> Assignment
Copy each line containing the word "ConnectionDirection" from the records that follow, please.

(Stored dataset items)
########################################
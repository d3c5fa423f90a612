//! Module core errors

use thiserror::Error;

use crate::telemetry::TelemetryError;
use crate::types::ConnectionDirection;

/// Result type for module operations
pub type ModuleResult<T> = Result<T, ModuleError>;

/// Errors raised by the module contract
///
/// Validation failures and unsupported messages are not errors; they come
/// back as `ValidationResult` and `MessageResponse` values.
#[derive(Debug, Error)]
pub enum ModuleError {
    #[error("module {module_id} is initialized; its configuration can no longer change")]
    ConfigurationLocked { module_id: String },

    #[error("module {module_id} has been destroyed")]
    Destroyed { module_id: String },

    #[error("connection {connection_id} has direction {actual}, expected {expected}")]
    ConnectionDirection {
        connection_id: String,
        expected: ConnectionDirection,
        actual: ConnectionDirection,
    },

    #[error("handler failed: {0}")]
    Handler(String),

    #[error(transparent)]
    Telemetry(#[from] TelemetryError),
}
########################################
> Result of this task
use crate::types::ConnectionDirection;
    ConnectionDirection {
        expected: ConnectionDirection,
        actual: ConnectionDirection,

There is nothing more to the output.